PRESQUE ISLE, Maine — Four Presque Isle residents sent a public letter to the Presque Isle Utilities District and state government officials on Wednesday demanding the district address the presence of PFAS chemicals — substances known for their inability to break down and their link to adverse health effects — in the residents’ land and drinking water.
PFAS chemicals are a group of synthetic chemicals the EPA said may be linked to cancer. PFAS chemicals are colloquially known as “forever chemicals” because they are difficult to break down, and there is no known method to destroy them.
Members of the group accuse the Presque Isle Utilities District of negligently allowing the spreading of such chemicals in nearby fields to infect their nearby homes and drinking water. Calling for further action from the state, the letter was expected to be read in a Maine State Legislature committee meeting on Thursday.
The letter said that on Sept. 6, 2019, the Presque Isle Utilities District informed Dan White, Kate White, Eric Harvath and Nicole Michaud that the district was using biosolids from a waste treatment facility as a soil amendment on land near their homes.
A statement from the group said that the Whites’ farm borders a set of fields the Presque Isle Utilities District previously used to spread sludge from the sewer system. Around last fall, after the state found PFAS chemicals in fields used to spread the substance, officials began testing nearby homes for the chemicals.
The letter said that the combined level of forever chemicals was 82.2 parts per trillion in the water supply of the White family, and 75.8 parts per trillion in the home of Logan Harvath, the son of Eric Harvath. The group of residents found the results of the test “alarming” but said the utilities district informed them that the limits passed state regulations.
On Jan. 23, Gov. Janet Mills’ PFAS Task Force released a report advising that the DEP and Maine’s CDC apply the EPA advisory level of 70 parts per trillion to PFAS chemicals found in drinking water.
The residents are outraged about the presence of potentially dangerous substances in their homes and want the district to fix the problem immediately.
“The town has shown no concern at all,” Eric Harvath said. “We spend money to buy all our water at Walmart, and it shouldn’t be this way. At a minimum, the town should be supplying us all with clean water.”
Eric Harvath accused the chemicals of being linked to the early deaths of several of his pets from kidney failure as well as causing him “bad health issues” that ceased when he stopped consuming water from his home.
In their letter and related press release, the group compared Maine environmental policy — especially on drinking water — unfavorably with stricter regulations in the neighboring states of New Hampshire and Vermont.
Patrick MacRoy, deputy director of the Environmental Health Strategy Center, a Portland-based environmental group, said that the PFAS levels the district found were more than four times the level permitted in Vermont and nearly four times higher than that allowed in New Hampshire.
“Had these families lived in neighboring states, the government would be recommending immediate action to protect them from these harmful chemicals,” MacRoy said. “Instead, Maine officials have tried to just falsely reassure this community that there is no problem and the water is safe to drink based on outdated science.”

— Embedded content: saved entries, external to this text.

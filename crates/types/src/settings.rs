//! Connection settings and their merge/validation pipeline.
//!
//! Arguments arrive from up to three ordered sources: built-in defaults,
//! command-line flags, and an optional JSON overlay read from stdin or a file.
//! [`ConnectBotSettings::merge`] is the single point where they are combined;
//! the result is immutable and is validated as a whole by
//! [`ConnectBotSettings::validate`].

use serde::Deserialize;

use crate::error::ArgumentError;
use crate::services::{BotService, ConnectedService, EndpointService};
use crate::validation::{is_http_url, is_uuid};

/// Connection arguments as supplied on the command line.
#[derive(Clone, Debug, Default, PartialEq, Eq)]
pub struct ConnectBotFlags {
    pub service_name: Option<String>,
    pub name: Option<String>,
    pub tenant_id: Option<String>,
    pub subscription_id: Option<String>,
    pub resource_group: Option<String>,
    pub endpoint: Option<String>,
    pub app_id: Option<String>,
    pub app_password: Option<String>,
    pub secret: Option<String>,
}

/// Typed schema for the JSON object accepted through `--stdin` or `--input`.
///
/// Keys use the same camelCase spelling as the long flags. Unknown keys are
/// rejected and `null` values are treated as absent.
#[derive(Clone, Debug, Default, PartialEq, Eq, Deserialize)]
#[serde(rename_all = "camelCase", deny_unknown_fields)]
pub struct ConnectBotOverlay {
    #[serde(default)]
    pub service_name: Option<String>,
    #[serde(default)]
    pub name: Option<String>,
    #[serde(default)]
    pub tenant_id: Option<String>,
    #[serde(default)]
    pub subscription_id: Option<String>,
    #[serde(default)]
    pub resource_group: Option<String>,
    #[serde(default)]
    pub endpoint: Option<String>,
    #[serde(default)]
    pub app_id: Option<String>,
    #[serde(default)]
    pub app_password: Option<String>,
    #[serde(default)]
    pub secret: Option<String>,
}

impl ConnectBotOverlay {
    /// Parse an overlay from JSON text.
    pub fn from_json_str(text: &str) -> Result<Self, ArgumentError> {
        Ok(serde_json::from_str(text)?)
    }
}

/// Immutable, merged connection settings.
#[derive(Clone, Debug, Default, PartialEq, Eq)]
pub struct ConnectBotSettings {
    service_name: Option<String>,
    name: Option<String>,
    tenant_id: Option<String>,
    subscription_id: Option<String>,
    resource_group: Option<String>,
    endpoint: Option<String>,
    app_id: Option<String>,
    app_password: Option<String>,
    secret: Option<String>,
}

/// Descriptors produced from a successful validation.
#[derive(Clone, Debug, PartialEq, Eq)]
pub struct ServiceConnection {
    pub bot: BotService,
    pub endpoint: Option<EndpointService>,
}

impl ServiceConnection {
    /// Descriptors in registration order: the bot service first, then the endpoint.
    pub fn into_services(self) -> Vec<ConnectedService> {
        let mut services = vec![ConnectedService::Bot(self.bot)];
        if let Some(endpoint) = self.endpoint {
            services.push(ConnectedService::Endpoint(endpoint));
        }
        services
    }
}

impl ConnectBotSettings {
    /// Merge the three argument sources. For each field the overlay wins over
    /// the flags, which win over the defaults.
    pub fn merge(defaults: ConnectBotFlags, flags: ConnectBotFlags, overlay: Option<ConnectBotOverlay>) -> Self {
        let overlay = overlay.unwrap_or_default();
        Self {
            service_name: overlay.service_name.or(flags.service_name).or(defaults.service_name),
            name: overlay.name.or(flags.name).or(defaults.name),
            tenant_id: overlay.tenant_id.or(flags.tenant_id).or(defaults.tenant_id),
            subscription_id: overlay.subscription_id.or(flags.subscription_id).or(defaults.subscription_id),
            resource_group: overlay.resource_group.or(flags.resource_group).or(defaults.resource_group),
            endpoint: overlay.endpoint.or(flags.endpoint).or(defaults.endpoint),
            app_id: overlay.app_id.or(flags.app_id).or(defaults.app_id),
            app_password: overlay.app_password.or(flags.app_password).or(defaults.app_password),
            secret: overlay.secret.or(flags.secret).or(defaults.secret),
        }
    }

    /// Secret handed to the configuration document when it is saved.
    pub fn secret(&self) -> Option<&str> {
        self.secret.as_deref()
    }

    /// Check every rule in order and build the descriptors.
    ///
    /// The first failing rule is reported. Endpoint arguments are validated
    /// together and only when an endpoint was supplied.
    pub fn validate(&self) -> Result<ServiceConnection, ArgumentError> {
        let service_name = required_text(self.service_name.as_deref(), "serviceName")?;
        let tenant_id = required_text(self.tenant_id.as_deref(), "tenantId")?;
        let subscription_id = required_uuid(self.subscription_id.as_deref(), "subscriptionId")?;
        let resource_group = self
            .resource_group
            .as_deref()
            .filter(|text| !text.is_empty())
            .ok_or(ArgumentError::MissingArgument {
                flag: "resourceGroup",
                detail: " for registered bot",
            })?;

        let bot = BotService {
            id: String::new(),
            name: self.friendly_name().unwrap_or(service_name).to_string(),
            service_name: service_name.to_string(),
            tenant_id: tenant_id.to_string(),
            subscription_id: subscription_id.to_string(),
            resource_group: resource_group.to_string(),
        };

        let endpoint = match self.endpoint.as_deref().filter(|text| !text.is_empty()) {
            Some(endpoint) => Some(self.endpoint_service(endpoint)?),
            None => None,
        };

        Ok(ServiceConnection { bot, endpoint })
    }

    fn endpoint_service(&self, endpoint: &str) -> Result<EndpointService, ArgumentError> {
        if !is_http_url(endpoint) {
            return Err(ArgumentError::InvalidFormat {
                flag: "endpoint",
                expected: "an http or https URL",
            });
        }
        let app_id = required_uuid(self.app_id.as_deref(), "appId")?;
        let app_password = required_text(self.app_password.as_deref(), "appPassword")?;

        Ok(EndpointService {
            id: String::new(),
            name: self.friendly_name().unwrap_or(endpoint).to_string(),
            app_id: app_id.to_string(),
            app_password: app_password.to_string(),
            endpoint: endpoint.to_string(),
        })
    }

    fn friendly_name(&self) -> Option<&str> {
        self.name.as_deref().filter(|text| !text.is_empty())
    }
}

fn required_text<'a>(value: Option<&'a str>, flag: &'static str) -> Result<&'a str, ArgumentError> {
    value.filter(|text| !text.is_empty()).ok_or_else(|| ArgumentError::missing(flag))
}

fn required_uuid<'a>(value: Option<&'a str>, flag: &'static str) -> Result<&'a str, ArgumentError> {
    let text = required_text(value, flag)?;
    if !is_uuid(text) {
        return Err(ArgumentError::InvalidFormat { flag, expected: "a UUID" });
    }
    Ok(text)
}

#[cfg(test)]
mod tests {
    use super::*;

    const SUBSCRIPTION: &str = "7d1c9a3e-5b2f-4c8d-a6e0-3f9b1d7c5e2a";
    const APP_ID: &str = "0b5e7c2a-1f3d-4e8a-9c6b-2d4f6a8b0c1e";

    fn required_flags() -> ConnectBotFlags {
        ConnectBotFlags {
            service_name: Some("mybot".into()),
            tenant_id: Some("contoso.onmicrosoft.com".into()),
            subscription_id: Some(SUBSCRIPTION.into()),
            resource_group: Some("bots".into()),
            ..ConnectBotFlags::default()
        }
    }

    fn with_endpoint(mut flags: ConnectBotFlags) -> ConnectBotFlags {
        flags.endpoint = Some("https://mybot.azurewebsites.net/api/messages".into());
        flags.app_id = Some(APP_ID.into());
        flags.app_password = Some("s3cr3t".into());
        flags
    }

    fn settings(flags: ConnectBotFlags) -> ConnectBotSettings {
        ConnectBotSettings::merge(ConnectBotFlags::default(), flags, None)
    }

    fn error_message(flags: ConnectBotFlags) -> String {
        settings(flags).validate().unwrap_err().to_string()
    }

    #[test]
    fn required_fields_produce_single_bot_service() {
        let connection = settings(required_flags()).validate().unwrap();
        assert_eq!(connection.bot.name, "mybot");
        assert_eq!(connection.bot.service_name, "mybot");
        assert_eq!(connection.bot.subscription_id, SUBSCRIPTION);
        assert!(connection.endpoint.is_none());
        assert_eq!(connection.into_services().len(), 1);
    }

    #[test]
    fn missing_fields_are_reported_in_order() {
        let mut flags = required_flags();
        flags.service_name = None;
        flags.tenant_id = None;
        assert_eq!(error_message(flags), "Bad or missing --serviceName");

        let mut flags = required_flags();
        flags.tenant_id = Some(String::new());
        assert_eq!(error_message(flags), "Bad or missing --tenantId");

        let mut flags = required_flags();
        flags.subscription_id = None;
        assert_eq!(error_message(flags), "Bad or missing --subscriptionId");

        let mut flags = required_flags();
        flags.resource_group = None;
        assert_eq!(error_message(flags), "Bad or missing --resourceGroup for registered bot");
    }

    #[test]
    fn subscription_must_be_uuid() {
        let mut flags = with_endpoint(required_flags());
        flags.subscription_id = Some("not-a-uuid".into());
        let error = settings(flags).validate().unwrap_err();
        assert!(matches!(error, ArgumentError::InvalidFormat { flag: "subscriptionId", .. }));
        assert_eq!(error.to_string(), "Bad or missing --subscriptionId");
    }

    #[test]
    fn endpoint_builds_second_descriptor() {
        let connection = settings(with_endpoint(required_flags())).validate().unwrap();
        let endpoint = connection.endpoint.clone().unwrap();
        assert_eq!(endpoint.name, "https://mybot.azurewebsites.net/api/messages");
        assert_eq!(endpoint.app_id, APP_ID);

        let services = connection.into_services();
        assert_eq!(services.len(), 2);
        assert!(matches!(services[1], ConnectedService::Endpoint(_)));
    }

    #[test]
    fn name_overrides_both_defaults() {
        let mut flags = with_endpoint(required_flags());
        flags.name = Some("friendly".into());
        let connection = settings(flags).validate().unwrap();
        assert_eq!(connection.bot.name, "friendly");
        assert_eq!(connection.endpoint.unwrap().name, "friendly");
    }

    #[test]
    fn empty_name_falls_back() {
        let mut flags = required_flags();
        flags.name = Some(String::new());
        assert_eq!(settings(flags).validate().unwrap().bot.name, "mybot");
    }

    #[test]
    fn endpoint_arguments_validate_together() {
        let mut flags = with_endpoint(required_flags());
        flags.endpoint = Some("ftp://mybot.example.com/api/messages".into());
        assert_eq!(error_message(flags), "Bad or missing --endpoint");

        let mut flags = with_endpoint(required_flags());
        flags.endpoint = Some("http://localhost:3978/api/messages".into());
        flags.app_id = Some("nope".into());
        assert_eq!(error_message(flags), "Bad or missing --appId");

        let mut flags = with_endpoint(required_flags());
        flags.app_password = None;
        assert_eq!(error_message(flags), "Bad or missing --appPassword");
    }

    #[test]
    fn app_credentials_ignored_without_endpoint() {
        let mut flags = required_flags();
        flags.app_id = Some("nope".into());
        let connection = settings(flags).validate().unwrap();
        assert!(connection.endpoint.is_none());
    }

    #[test]
    fn overlay_overrides_flags_and_flags_override_defaults() {
        let defaults = ConnectBotFlags {
            resource_group: Some("default-rg".into()),
            tenant_id: Some("default-tenant".into()),
            ..ConnectBotFlags::default()
        };
        let mut flags = required_flags();
        flags.resource_group = None;
        let overlay = ConnectBotOverlay::from_json_str(r#"{"serviceName":"X","secret":"pw","name":null}"#).unwrap();

        let merged = ConnectBotSettings::merge(defaults, flags, Some(overlay));
        assert_eq!(merged.secret(), Some("pw"));

        let connection = merged.validate().unwrap();
        assert_eq!(connection.bot.service_name, "X");
        assert_eq!(connection.bot.name, "X");
        assert_eq!(connection.bot.tenant_id, "contoso.onmicrosoft.com");
        assert_eq!(connection.bot.resource_group, "default-rg");
    }

    #[test]
    fn overlay_rejects_unknown_keys_and_bad_shapes() {
        assert!(ConnectBotOverlay::from_json_str(r#"{"serviceName":"X","colour":"red"}"#).is_err());
        assert!(ConnectBotOverlay::from_json_str(r#"{"bot":"other.bot"}"#).is_err());
        assert!(ConnectBotOverlay::from_json_str(r#"["serviceName"]"#).is_err());
        assert!(ConnectBotOverlay::from_json_str(r#"{"tenantId":42}"#).is_err());
        assert!(matches!(
            ConnectBotOverlay::from_json_str("not json"),
            Err(ArgumentError::InvalidInput(_))
        ));
    }
}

The group’s letter was expected to be read during a public briefing on the PFAS Task Force recommendation before the Environment and Natural Resources Committee in the Maine State Legislature at 1 p.m. on Thursday.
Presque Isle Utilities District Superintendent Ross McQuade said the Utilities District supports the group’s efforts to bring the issue to state authorities. He said the district will continue to work with the state, especially the Maine Department of Environmental Protection, on the issue.
“We have yet to resolve that issue,” McQuade said. “We are still considering it and trying to figure out what the proper approach is.”
He said all of the wells tested in the area the group lived in were currently within the EPA guideline level of 70 parts per trillion of PFAS chemicals.